Les assassins des Îles de l'Ombre avaient perdu de vue leur objectif originel sous les circonstances hautement favorables des Îles de l'Ombre. Cet endroit était l'un des rares où les assassins pouvaient sortir de l'ombre en toute sécurité et exercer leur profession au grand jour.
C'était intrinsèquement attractif pour eux.
Cependant, on ne pouvait pas en dire autant des Artistes Martiaux de la Région de Gereign et du raid et de la récolte en forêt. Il n'y avait rien d'attrayant à couper et ramasser des plantes, c'était du travail ingrat.
Les Artistes Martiaux qui restaient ici étaient ceux des forces déployées par diverses organisations et mafias à travers le continent qui s'intéressaient à l'approvisionnement en narcotiques de la Grande Forêt d'Hypnonarak, ou ils étaient des gens qui s'intéressaient à l'Hypnomaster.
En fait, Rui pouvait aller jusqu'à jauger dans lequel des deux camps tombait tel ou tel Artiste Martial. Les Artistes Martiaux associés à des organisations avaient généralement des emblèmes ou des blasons de leurs organisations respectives sur leur tenue d'Art Martial.
Les Artistes Martiaux indépendants étaient moins bien équipés.
« Ah, jeune homme. J'ai une lettre pour vous. » Un facteur l'arrêta, lui tendant une enveloppe.
Rui plissa les yeux en l'ouvrant.
[Entreprise de Distribution de Gereign]
« ...Je vois. » Songea Rui. « C'est le département des affaires étrangères de la Secte des Mendiants dans la Région de Gereign. »
Un service de distribution semblait une bonne couverture pour la base d'opérations du département des affaires étrangères.
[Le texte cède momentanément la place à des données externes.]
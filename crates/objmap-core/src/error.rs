mod adhoc;
mod cancelled;
mod unknown_type;

use adhoc::AdhocError;
use cancelled::CancelledError;
use std::sync::Arc;
use unknown_type::UnknownTypeError;

use crate::catalog::TypeId;

/// Returns early with an ad-hoc [`Error`] built from format arguments.
#[macro_export]
macro_rules! bail {
    ($($arg:tt)*) => {
        return Err($crate::Error::from_args(format_args!($($arg)*)))
    };
}

/// Builds an ad-hoc [`Error`] from format arguments.
#[macro_export]
macro_rules! err {
    ($($arg:tt)*) => {
        $crate::Error::from_args(format_args!($($arg)*))
    };
}

/// An error raised while resolving mappings.
///
/// Resolution failures that the user can act on are reported as
/// [`Diagnostic`](crate::Diagnostic)s, not errors. An `Error` means either the
/// pass was cancelled or an internal fault occurred (for example the type
/// catalog handed out an identity it cannot describe).
#[derive(Clone)]
pub struct Error {
    inner: Option<Arc<ErrorInner>>,
}

#[derive(Debug)]
struct ErrorInner {
    kind: ErrorKind,
    cause: Option<Error>,
}

impl Error {
    /// Adds context to this error.
    ///
    /// Context is displayed in reverse order: the most recently added context
    /// is shown first, ending with the root cause.
    #[inline(always)]
    pub fn context(self, consequent: impl IntoError) -> Error {
        self.context_impl(consequent.into_error())
    }

    #[inline(never)]
    #[cold]
    fn context_impl(self, consequent: Error) -> Error {
        let mut err = consequent;
        if err.inner.is_none() {
            err = Error::from(ErrorKind::Unknown);
        }
        let inner = err.inner.as_mut().unwrap();
        assert!(
            inner.cause.is_none(),
            "consequent error must not already have a cause"
        );
        Arc::get_mut(inner).unwrap().cause = Some(self);
        err
    }

    /// Creates an error from format arguments.
    pub fn from_args(args: core::fmt::Arguments<'_>) -> Error {
        Error::from(ErrorKind::Adhoc(AdhocError::new(args)))
    }

    /// The catalog was asked about a type identity it does not know.
    pub fn unknown_type(ty: TypeId) -> Error {
        Error::from(ErrorKind::UnknownType(UnknownTypeError { ty }))
    }

    /// The resolution pass observed a cancellation request.
    pub fn cancelled() -> Error {
        Error::from(ErrorKind::Cancelled(CancelledError))
    }

    /// Returns `true` if this error, or any error in its cause chain, is a
    /// cancellation.
    pub fn is_cancelled(&self) -> bool {
        self.chain()
            .any(|err| matches!(err.kind(), ErrorKind::Cancelled(_)))
    }

    /// Returns `true` if the root cause is an unknown type identity.
    pub fn is_unknown_type(&self) -> bool {
        matches!(self.root().kind(), ErrorKind::UnknownType(_))
    }

    fn root(&self) -> &Error {
        self.chain().last().unwrap()
    }

    fn chain(&self) -> impl Iterator<Item = &Error> {
        let mut err = self;
        core::iter::once(err).chain(core::iter::from_fn(move || {
            err = err.inner.as_ref().and_then(|inner| inner.cause.as_ref())?;
            Some(err)
        }))
    }

    fn kind(&self) -> &ErrorKind {
        self.inner
            .as_ref()
            .map(|inner| &inner.kind)
            .unwrap_or(&ErrorKind::Unknown)
    }
}

impl std::error::Error for Error {
    fn source(&self) -> Option<&(dyn std::error::Error + 'static)> {
        match self.kind() {
            ErrorKind::Anyhow(err) => Some(err.as_ref()),
            _ => None,
        }
    }
}

impl core::fmt::Display for Error {
    fn fmt(&self, f: &mut core::fmt::Formatter) -> core::fmt::Result {
        let mut it = self.chain().peekable();
        while let Some(err) = it.next() {
            core::fmt::Display::fmt(err.kind(), f)?;
            if it.peek().is_some() {
                f.write_str(": ")?;
            }
        }
        Ok(())
    }
}

impl core::fmt::Debug for Error {
    fn fmt(&self, f: &mut core::fmt::Formatter) -> core::fmt::Result {
        if !f.alternate() {
            core::fmt::Display::fmt(self, f)
        } else {
            let Some(ref inner) = self.inner else {
                return f.debug_struct("Error").field("kind", &"None").finish();
            };
            f.debug_struct("Error")
                .field("kind", &inner.kind)
                .field("cause", &inner.cause)
                .finish()
        }
    }
}

#[derive(Debug)]
enum ErrorKind {
    Anyhow(anyhow::Error),
    Adhoc(AdhocError),
    UnknownType(UnknownTypeError),
    Cancelled(CancelledError),
    Unknown,
}

impl core::fmt::Display for ErrorKind {
    fn fmt(&self, f: &mut core::fmt::Formatter) -> core::fmt::Result {
        use self::ErrorKind::*;

        match self {
            Anyhow(err) => core::fmt::Display::fmt(err, f),
            Adhoc(err) => core::fmt::Display::fmt(err, f),
            UnknownType(err) => core::fmt::Display::fmt(err, f),
            Cancelled(err) => core::fmt::Display::fmt(err, f),
            Unknown => f.write_str("unknown objmap error"),
        }
    }
}

impl From<ErrorKind> for Error {
    fn from(kind: ErrorKind) -> Error {
        Error {
            inner: Some(Arc::new(ErrorInner { kind, cause: None })),
        }
    }
}

impl From<anyhow::Error> for Error {
    fn from(err: anyhow::Error) -> Error {
        Error::from(ErrorKind::Anyhow(err))
    }
}

/// Trait for types that can be converted into an Error.
pub trait IntoError {
    /// Converts this type into an Error.
    fn into_error(self) -> Error;
}

impl IntoError for Error {
    #[inline(always)]
    fn into_error(self) -> Error {
        self
    }
}
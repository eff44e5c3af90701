use serde::Deserialize;

/// Options for one resolution pass.
#[derive(Debug, Default, Clone, PartialEq, Eq, Deserialize)]
#[serde(default)]
pub struct Config {
    /// Visibility of the generated mapping entry points
    pub accessibility: Accessibility,
}

impl Config {
    /// Create a new Config with default values
    pub fn new() -> Self {
        Self::default()
    }

    /// Set the visibility of generated entry points
    pub fn accessibility(mut self, accessibility: Accessibility) -> Self {
        self.accessibility = accessibility;
        self
    }
}

/// Visibility of generated mapping entry points.
///
/// Parsed leniently: `"public"` in any case selects [`Accessibility::Public`],
/// every other value falls back to [`Accessibility::Internal`].
#[derive(Debug, Default, Copy, Clone, PartialEq, Eq, Hash, Deserialize)]
#[serde(from = "String")]
pub enum Accessibility {
    /// Visible within the crate that owns the generated code
    #[default]
    Internal,
    Public,
}

impl Accessibility {
    pub fn parse(value: &str) -> Accessibility {
        if value.trim().eq_ignore_ascii_case("public") {
            Accessibility::Public
        } else {
            Accessibility::Internal
        }
    }
}

impl From<String> for Accessibility {
    fn from(value: String) -> Self {
        Accessibility::parse(&value)
    }
}

impl core::str::FromStr for Accessibility {
    type Err = core::convert::Infallible;

    fn from_str(s: &str) -> Result<Self, Self::Err> {
        Ok(Accessibility::parse(s))
    }
}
Il ne savait même pas qu'une telle chose existait, mais ce genre de chose avait tendance à se fondre dans le décor, ce qui était bon pour la Secte des Mendiants.
Il se dirigea immédiatement vers l'adresse spécifiée, ce qui le mena à la succursale exécutive la plus proche du service de distribution.
Il n'attendit pas longtemps avant d'être abordé par un homme.
« Ah, Senior John, nous nous excusons pour l'attente, nous avons des affaires à discuter concernant le paiement de votre commission, pouvons-nous en parler dans un cadre plus privé ? » Demanda un homme.
« Ça me va. »
Il ne se formalisa pas de l'exposition flagrante de l'affaire pour laquelle il était là, puisque quiconque écouterait supposerait évidemment qu'il s'agissait d'un paiement de commission pour un transport, plutôt que pour du renseignement.
Il était intéressé par le règlement du paiement le plus vite possible afin d'avoir accès au renseignement le plus vite possible.